TimeLine Theatre Company today announced the lineup of plays for its 2014–15 season—all Chicago premieres—as well as the fall opener for 2015–16.
This fall's opener, Aaron Posner's stage adaptation of Chaim Potok's novel My Name is Asher Lev (August 23–October 18), will be mounted offsite at Stage 773, helmed by Kimberly Senior. Back at TimeLine's home space, Nick Bowling will direct Danny Casolaro Died For You, a thriller about a real-life journalist who died mysteriously while investigating corruption in the Reagan Justice Department (September 23–December 21); the author, Dominic Orlando, is a cousin of the title character.
TimeLine will mount two of Richard Nelson's Apple Family Plays, That Hopey Changey Thing and Sorry, in repertory (January 20–April 19). The two works, set on Election Day in 2010 and 2012, depict an upstate New York family dealing with the personal in the political. Mike Nussbaum will make his TimeLine debut alongside company members Janet Ulrich Brooks, Juliet Hart, Mechelle Moe, David Parkes and artistic director PJ Powers. (Another piece of Nelson's four-play cycle, Sweet and Sad, was produced by Profiles Theatre in 2012.)

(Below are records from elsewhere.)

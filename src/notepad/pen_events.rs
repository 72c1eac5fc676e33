//! Canonical event handling (the controller state machine).

use crate::draw::{DrawSurface, Point, Position, Stroke};
use crate::input::{DeviceEvent, PenEvent};
use log::debug;

use super::{DrawingState, Notepad};

impl<S: DrawSurface> Notepad<S> {
    /// Feeds a raw surface-scoped device signal through the normalizer.
    ///
    /// Returns `true` when the signal produced a canonical event, meaning the
    /// caller should suppress the platform's default handling of it.
    pub fn handle_device(&mut self, event: &DeviceEvent) -> bool {
        match self.normalizer.on_device(event) {
            Some(pen_event) => {
                self.handle(pen_event);
                true
            }
            None => false,
        }
    }

    /// Processes one canonical event to completion.
    pub fn handle(&mut self, event: PenEvent) {
        match event {
            PenEvent::PenDown { x, y } => self.pen_down(x, y),
            PenEvent::PenMove { x, y, force } => self.pen_move(Point::new(x, y, force)),
            PenEvent::PenUp => self.pen_up(),
            PenEvent::Undo => {
                self.history.undo();
                self.replay();
            }
            PenEvent::Redo => {
                self.history.redo();
                self.replay();
            }
        }
    }

    fn pen_down(&mut self, x: f64, y: f64) {
        if self.is_drawing() {
            // A second down without an up: close the open stroke first.
            debug!("PenDown while drawing; committing the open stroke");
            self.pen_up();
        }

        let mut stroke = Stroke::new();
        stroke.push(Point::anchor(x, y));
        self.pen.drawing = true;
        self.renderer.begin_stroke(&mut self.pen, Position::new(x, y));
        self.state = DrawingState::Drawing { stroke };
    }

    fn pen_move(&mut self, point: Point) {
        let DrawingState::Drawing { stroke } = &mut self.state else {
            return;
        };
        stroke.push(point);
        self.renderer.draw_to(&mut self.pen, &point);
    }

    fn pen_up(&mut self) {
        let DrawingState::Drawing { stroke } = std::mem::take(&mut self.state) else {
            return;
        };
        self.pen.drawing = false;
        debug!("Committing stroke with {} point(s)", stroke.len());
        self.history.commit(stroke);
    }

    /// Redraws the visible history. A stroke still in progress is drawn on
    /// top so it survives an undo/redo issued mid-stroke.
    fn replay(&mut self) {
        let (position, control) = (self.pen.position, self.pen.control);
        self.renderer.refresh(&mut self.pen, self.history.visible());
        if let DrawingState::Drawing { stroke } = &self.state {
            self.renderer.draw_stroke(&mut self.pen, stroke);
        }
        self.pen.position = position;
        self.pen.control = control;
    }
}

The season closes with Michele Lowe's Inana (May 13–July 26), about an Iraqi museum curator trying to protect valuable antiquities in the days leading up to the U.S. invasion; no director is yet announced.
In addition, TimeLine says it will open its 2015–16 season with Arthur Miller's The Price, directed by Contey and starring Nussbaum, as part of what's described as a nationwide commemoration of the 100th birthday of Miller, who died in 2005 at the age of 89. Nussbaum will himself be 91 when the production opens.